The layers of hypocrisy here are many. For one thing, many of the politicians currently decrying the 'extremism' of Isis supported the British state's own bloody adventure in Iraq - the 2003 invasion that destabilised the Middle East and contributed to the vortex of violence now sweeping the region. The mainstream media, meanwhile, were mostly supportive of the deadly invasion of Iraq, reporting the event in decidedly neutral tones. When British forces entered the country on 20 March 2003, for example, BBC Breakfast News politely informed viewers via a series of passive constructions that an invasion of Iraq 'is underway', that British forces 'are in action' and that coalition forces 'have suffered their first casualties'. Contrast this modest language with the alarming title of a Panorama documentary forthcoming on the BBC - Isis: Terror in Iraq - and you can see that for the mainstream Western media, 'they' are always the extremists. The democratic state, for the same media, is the epitome of moderation, however monstrous its atrocities (Obama's drone strikes have killed more people in the Middle East - and Saudi Arabia beheads more people - than Isis). We are dealing here with what the psychoanalyst Christopher Bollas calls 'violent innocence', a self-idealizing projection of terrorism onto the Other. As David Hume put it nearly three hundred years ago in his Treatise on Human Nature, 'When our own nation is at war with any other, we detest them under the character of cruel, perfidious, unjust and violent: But always esteem ourselves and our allies equitable, moderate, and merciful.'
From the genuinely radical perspective of the working class, any group that slaughters working class people in pursuit of its political and economic objectives - whether it be the caliphate-craving jihadi cell that detonates explosive devices in the market place or the 'democratic' state that bombs and tortures civilians - is 'extremist'. Indeed, both jihadists and imperialist nation states - 'religious fundamentalists' and 'market fundamentalists' - display a callous disregard for human life. In this sense, at least, it should not surprise us in the least that the British jihadist Nasser Muthana (above, right), now in Iraq fighting with Isis, once expressed an ambition to be the British Prime Minister: state violence and sectarian terrorism are two sides of the same coin.

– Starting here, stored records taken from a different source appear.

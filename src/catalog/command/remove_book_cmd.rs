use async_trait::async_trait;
use serde::{Deserialize, Serialize};
use crate::catalog::domain::CatalogService;
use crate::core::command::{Command, CommandError};

pub struct RemoveBookCommand {
    catalog_service: Box<dyn CatalogService>,
}

impl RemoveBookCommand {
    pub fn new(catalog_service: Box<dyn CatalogService>) -> Self {
        Self {
            catalog_service,
        }
    }
}

#[derive(Debug, Deserialize)]
pub struct RemoveBookCommandRequest {
    pub book_id: i64,
}

impl RemoveBookCommandRequest {
    pub fn new(book_id: i64) -> Self {
        Self {
            book_id,
        }
    }
}

#[derive(Debug, Serialize)]
pub struct RemoveBookCommandResponse {
    pub book_id: i64,
}

impl RemoveBookCommandResponse {
    pub fn new(book_id: i64) -> Self {
        Self {
            book_id,
        }
    }
}

#[async_trait]
impl Command<RemoveBookCommandRequest, RemoveBookCommandResponse> for RemoveBookCommand {
    async fn execute(&self, req: RemoveBookCommandRequest) -> Result<RemoveBookCommandResponse, CommandError> {
        self.catalog_service.remove_book(req.book_id)
            .await.map_err(CommandError::from).map(|_| RemoveBookCommandResponse::new(req.book_id))
    }
}
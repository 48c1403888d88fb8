use async_trait::async_trait;
use serde::Serialize;
use crate::auth::domain::AuthService;
use crate::core::command::{Command, CommandError};

pub struct LogoutCommand {
    auth_service: Box<dyn AuthService>,
}

impl LogoutCommand {
    pub fn new(auth_service: Box<dyn AuthService>) -> Self {
        Self {
            auth_service,
        }
    }
}

#[derive(Debug)]
pub struct LogoutCommandRequest {}

#[derive(Debug, Serialize)]
pub struct LogoutCommandResponse {
    pub cleared: bool,
}

impl LogoutCommandResponse {
    pub fn new(cleared: bool) -> Self {
        Self {
            cleared,
        }
    }
}

#[async_trait]
impl Command<LogoutCommandRequest, LogoutCommandResponse> for LogoutCommand {
    async fn execute(&self, _req: LogoutCommandRequest) -> Result<LogoutCommandResponse, CommandError> {
        self.auth_service.logout().await.map_err(CommandError::from).map(LogoutCommandResponse::new)
    }
}
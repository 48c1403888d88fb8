pub mod add_book_cmd;
pub mod adjust_stock_cmd;
pub mod import_book_cmd;
pub mod list_books_cmd;
pub mod remove_book_cmd;
pub mod update_book_cmd;
use std::path::PathBuf;

use chrono::{NaiveDateTime, Utc};
use serde::{Deserialize, Serialize};
use tokio::fs;
use tracing::{debug, warn};

use crate::core::domain::Configuration;
use crate::core::library::LibraryResult;

// Session is the bearer token kept between two runs of the binary.
#[derive(Debug, Clone, PartialEq, Serialize, Deserialize)]
pub struct Session {
    pub token: String,
    pub matricula: String,
    pub logged_at: NaiveDateTime,
}

impl Session {
    pub fn new(token: &str, matricula: &str) -> Self {
        Self {
            token: token.to_string(),
            matricula: matricula.to_string(),
            logged_at: Utc::now().naive_utc(),
        }
    }
}

// SessionStore keeps the current session as a JSON document in the data directory.
#[derive(Debug, Clone)]
pub struct SessionStore {
    path: PathBuf,
}

impl SessionStore {
    pub fn new(path: PathBuf) -> Self {
        Self { path }
    }

    // a missing or unreadable file means nobody is logged in
    pub async fn load(&self) -> LibraryResult<Option<Session>> {
        if !fs::try_exists(&self.path).await? {
            return Ok(None);
        }
        let data = fs::read_to_string(&self.path).await?;
        match serde_json::from_str::<Session>(&data) {
            Ok(session) if !session.token.trim().is_empty() => Ok(Some(session)),
            Ok(_) => Ok(None),
            Err(err) => {
                warn!(path = %self.path.display(), error = %err, "ignoring corrupt session file");
                Ok(None)
            }
        }
    }

    pub async fn save(&self, session: &Session) -> LibraryResult<()> {
        if let Some(parent) = self.path.parent() {
            fs::create_dir_all(parent).await?;
        }
        let json = serde_json::to_string_pretty(session)?;
        fs::write(&self.path, json).await?;
        debug!(path = %self.path.display(), "session saved");
        Ok(())
    }

    // true when there was a session to clear
    pub async fn clear(&self) -> LibraryResult<bool> {
        if !fs::try_exists(&self.path).await? {
            return Ok(false);
        }
        fs::remove_file(&self.path).await?;
        Ok(true)
    }
}

pub async fn current_token(config: &Configuration) -> LibraryResult<Option<String>> {
    let session = SessionStore::new(config.session_file()).load().await?;
    Ok(session.map(|s| s.token))
}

But if all bourgeois groups are extremists, who or what is 'radical'? The adjective is overused these days. Politicians and journalists often talk of 'radical' reforms to the system that are precisely the opposite (a few years ago, for example, David Cameron announced that the Conservative party in Britain would introduce 'radical reform' to the welfare state - reform that is resulting in more and more working class people losing their so-called 'benefits' and falling into poverty). Alternatively, the word is used to describe violent expressions of Islamism ('radical Islam'). But those who want to make the world a better place ought to have a very different understanding of 'radicalism'.
As Marx said, to be radical is to 'grasp things by the root'. This means understanding that capitalist society is premised on the struggle between the ruling class, with its multiplicity of competing nations, 'races' and sects, and the working class, which, as the only 'universal class', struggles for the liberation of all humanity. Nationalism and its mirror image, 'anti-imperialist' terrorism, foster only division and hostility: nation against nation, Shia against Sunni, etc. True radicals reject the poisonous ideologies of both the nation state and its terrorist adversary. The class struggle is the only really radical struggle, because the abolition of capitalism will utterly transform the structure of society, paving the way for the creation of a society based on solidarity and co-operation.